- [Assigned task]: Within the entries below, the lines from the one with "repository 3cc36c2e35cc6397" through the one with "let peripherals = esp_hal::init(config);" are to be set down exactly, both ends kept.

- [Raw data]:
──────────

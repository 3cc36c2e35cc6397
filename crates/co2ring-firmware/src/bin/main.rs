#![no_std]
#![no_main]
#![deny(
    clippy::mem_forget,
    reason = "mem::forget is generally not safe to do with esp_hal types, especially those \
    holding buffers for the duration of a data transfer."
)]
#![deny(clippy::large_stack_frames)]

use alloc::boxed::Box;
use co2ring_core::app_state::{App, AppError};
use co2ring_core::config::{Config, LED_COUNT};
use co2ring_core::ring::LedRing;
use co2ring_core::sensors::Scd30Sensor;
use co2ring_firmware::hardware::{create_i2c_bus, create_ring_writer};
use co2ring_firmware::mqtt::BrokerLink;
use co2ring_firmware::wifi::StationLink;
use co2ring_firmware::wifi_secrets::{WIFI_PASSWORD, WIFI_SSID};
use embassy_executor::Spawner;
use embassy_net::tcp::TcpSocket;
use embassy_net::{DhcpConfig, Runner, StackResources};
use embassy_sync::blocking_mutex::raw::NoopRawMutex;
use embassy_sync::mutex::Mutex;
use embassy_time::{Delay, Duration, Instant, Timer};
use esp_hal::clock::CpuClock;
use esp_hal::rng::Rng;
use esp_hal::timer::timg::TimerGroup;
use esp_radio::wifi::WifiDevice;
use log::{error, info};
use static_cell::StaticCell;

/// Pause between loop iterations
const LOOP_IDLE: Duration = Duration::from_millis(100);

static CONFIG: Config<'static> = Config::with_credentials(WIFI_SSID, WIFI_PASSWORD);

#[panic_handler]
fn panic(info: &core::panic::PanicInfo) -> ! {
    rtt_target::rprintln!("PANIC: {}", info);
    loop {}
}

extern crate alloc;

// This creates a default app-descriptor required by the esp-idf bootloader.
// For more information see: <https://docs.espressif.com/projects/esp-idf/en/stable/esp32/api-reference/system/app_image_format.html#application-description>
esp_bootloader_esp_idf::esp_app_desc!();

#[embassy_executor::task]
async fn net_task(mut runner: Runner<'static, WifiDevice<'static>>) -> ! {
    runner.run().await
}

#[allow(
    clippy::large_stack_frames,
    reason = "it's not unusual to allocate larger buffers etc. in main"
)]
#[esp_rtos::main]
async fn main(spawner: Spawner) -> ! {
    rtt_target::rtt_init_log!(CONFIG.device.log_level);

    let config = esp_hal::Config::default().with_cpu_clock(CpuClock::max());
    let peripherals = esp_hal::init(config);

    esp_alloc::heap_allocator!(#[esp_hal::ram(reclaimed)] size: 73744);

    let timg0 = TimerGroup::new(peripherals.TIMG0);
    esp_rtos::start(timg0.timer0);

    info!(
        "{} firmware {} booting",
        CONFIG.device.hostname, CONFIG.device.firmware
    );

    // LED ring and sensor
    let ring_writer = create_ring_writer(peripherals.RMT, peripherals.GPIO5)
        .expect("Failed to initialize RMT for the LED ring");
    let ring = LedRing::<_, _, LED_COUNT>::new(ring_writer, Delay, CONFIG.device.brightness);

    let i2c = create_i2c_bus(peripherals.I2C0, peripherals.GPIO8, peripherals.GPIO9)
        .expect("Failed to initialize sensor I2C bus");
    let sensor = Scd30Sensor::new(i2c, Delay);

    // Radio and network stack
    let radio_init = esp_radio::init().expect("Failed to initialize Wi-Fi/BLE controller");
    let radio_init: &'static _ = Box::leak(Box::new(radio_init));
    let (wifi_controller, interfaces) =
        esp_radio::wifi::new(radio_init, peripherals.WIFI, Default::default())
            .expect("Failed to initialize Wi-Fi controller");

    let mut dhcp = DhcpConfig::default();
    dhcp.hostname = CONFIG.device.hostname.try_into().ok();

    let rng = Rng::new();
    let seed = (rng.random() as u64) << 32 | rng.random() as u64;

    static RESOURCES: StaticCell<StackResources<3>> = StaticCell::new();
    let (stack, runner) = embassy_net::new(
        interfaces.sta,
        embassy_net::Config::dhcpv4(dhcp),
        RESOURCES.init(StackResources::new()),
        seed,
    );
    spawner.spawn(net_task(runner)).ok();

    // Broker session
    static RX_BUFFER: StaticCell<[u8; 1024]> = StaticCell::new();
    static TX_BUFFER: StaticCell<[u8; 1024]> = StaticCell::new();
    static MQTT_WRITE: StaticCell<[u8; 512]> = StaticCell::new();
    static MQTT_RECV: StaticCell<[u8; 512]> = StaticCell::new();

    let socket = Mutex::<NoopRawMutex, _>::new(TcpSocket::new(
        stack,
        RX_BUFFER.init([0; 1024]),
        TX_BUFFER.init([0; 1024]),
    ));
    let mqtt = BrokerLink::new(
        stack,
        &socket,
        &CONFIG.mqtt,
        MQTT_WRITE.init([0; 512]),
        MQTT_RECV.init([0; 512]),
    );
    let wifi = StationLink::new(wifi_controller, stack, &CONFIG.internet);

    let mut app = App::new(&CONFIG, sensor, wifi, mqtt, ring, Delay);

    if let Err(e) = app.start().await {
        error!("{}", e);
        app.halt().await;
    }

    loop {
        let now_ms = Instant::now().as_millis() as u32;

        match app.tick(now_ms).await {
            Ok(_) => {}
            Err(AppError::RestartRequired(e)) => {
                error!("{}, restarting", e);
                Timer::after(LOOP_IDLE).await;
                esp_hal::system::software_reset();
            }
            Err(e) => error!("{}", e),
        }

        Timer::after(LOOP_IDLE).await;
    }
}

──────────

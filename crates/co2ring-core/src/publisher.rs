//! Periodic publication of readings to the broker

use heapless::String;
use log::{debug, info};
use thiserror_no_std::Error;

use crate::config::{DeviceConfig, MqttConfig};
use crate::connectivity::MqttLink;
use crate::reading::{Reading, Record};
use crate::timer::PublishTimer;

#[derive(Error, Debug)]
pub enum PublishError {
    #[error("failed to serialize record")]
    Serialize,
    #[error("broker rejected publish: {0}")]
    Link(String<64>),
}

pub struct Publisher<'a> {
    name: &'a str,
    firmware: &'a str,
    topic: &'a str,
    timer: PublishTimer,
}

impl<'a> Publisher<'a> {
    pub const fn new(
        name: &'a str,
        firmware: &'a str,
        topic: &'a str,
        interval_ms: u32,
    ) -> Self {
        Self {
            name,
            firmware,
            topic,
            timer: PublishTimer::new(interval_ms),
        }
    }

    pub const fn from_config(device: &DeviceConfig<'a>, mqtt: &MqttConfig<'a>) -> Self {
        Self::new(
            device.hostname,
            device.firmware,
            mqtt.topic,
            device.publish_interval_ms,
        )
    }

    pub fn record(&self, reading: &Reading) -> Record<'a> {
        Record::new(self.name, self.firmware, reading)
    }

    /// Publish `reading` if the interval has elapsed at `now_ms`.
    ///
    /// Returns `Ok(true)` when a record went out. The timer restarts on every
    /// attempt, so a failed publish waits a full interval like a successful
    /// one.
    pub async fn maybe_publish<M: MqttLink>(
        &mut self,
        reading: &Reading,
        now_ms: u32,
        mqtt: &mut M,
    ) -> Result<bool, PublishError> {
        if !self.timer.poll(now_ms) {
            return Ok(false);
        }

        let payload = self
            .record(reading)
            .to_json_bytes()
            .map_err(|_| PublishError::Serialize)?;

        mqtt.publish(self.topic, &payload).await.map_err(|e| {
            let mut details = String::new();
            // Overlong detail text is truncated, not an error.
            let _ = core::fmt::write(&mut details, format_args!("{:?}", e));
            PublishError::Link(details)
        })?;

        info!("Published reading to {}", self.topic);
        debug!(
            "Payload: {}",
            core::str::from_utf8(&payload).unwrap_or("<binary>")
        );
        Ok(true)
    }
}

──────────

- [Completed exercise]:
repository 3cc36c2e35cc6397
filename crates/co2ring-firmware/src/bin/main.rs
#![no_std]
#![no_main]
#![deny(
    clippy::mem_forget,
    reason = "mem::forget is generally not safe to do with esp_hal types, especially those \
    holding buffers for the duration of a data transfer."
)]
#![deny(clippy::large_stack_frames)]

use alloc::boxed::Box;
use co2ring_core::app_state::{App, AppError};
use co2ring_core::config::{Config, LED_COUNT};
use co2ring_core::ring::LedRing;
use co2ring_core::sensors::Scd30Sensor;
use co2ring_firmware::hardware::{create_i2c_bus, create_ring_writer};
use co2ring_firmware::mqtt::BrokerLink;
use co2ring_firmware::wifi::StationLink;
use co2ring_firmware::wifi_secrets::{WIFI_PASSWORD, WIFI_SSID};
use embassy_executor::Spawner;
use embassy_net::tcp::TcpSocket;
use embassy_net::{DhcpConfig, Runner, StackResources};
use embassy_sync::blocking_mutex::raw::NoopRawMutex;
use embassy_sync::mutex::Mutex;
use embassy_time::{Delay, Duration, Instant, Timer};
use esp_hal::clock::CpuClock;
use esp_hal::rng::Rng;
use esp_hal::timer::timg::TimerGroup;
use esp_radio::wifi::WifiDevice;
use log::{error, info};
use static_cell::StaticCell;

/// Pause between loop iterations
const LOOP_IDLE: Duration = Duration::from_millis(100);

static CONFIG: Config<'static> = Config::with_credentials(WIFI_SSID, WIFI_PASSWORD);

#[panic_handler]
fn panic(info: &core::panic::PanicInfo) -> ! {
    rtt_target::rprintln!("PANIC: {}", info);
    loop {}
}

extern crate alloc;

// This creates a default app-descriptor required by the esp-idf bootloader.
// For more information see: <https://docs.espressif.com/projects/esp-idf/en/stable/esp32/api-reference/system/app_image_format.html#application-description>
esp_bootloader_esp_idf::esp_app_desc!();

#[embassy_executor::task]
async fn net_task(mut runner: Runner<'static, WifiDevice<'static>>) -> ! {
    runner.run().await
}

#[allow(
    clippy::large_stack_frames,
    reason = "it's not unusual to allocate larger buffers etc. in main"
)]
#[esp_rtos::main]
async fn main(spawner: Spawner) -> ! {
    rtt_target::rtt_init_log!(CONFIG.device.log_level);

    let config = esp_hal::Config::default().with_cpu_clock(CpuClock::max());
    let peripherals = esp_hal::init(config);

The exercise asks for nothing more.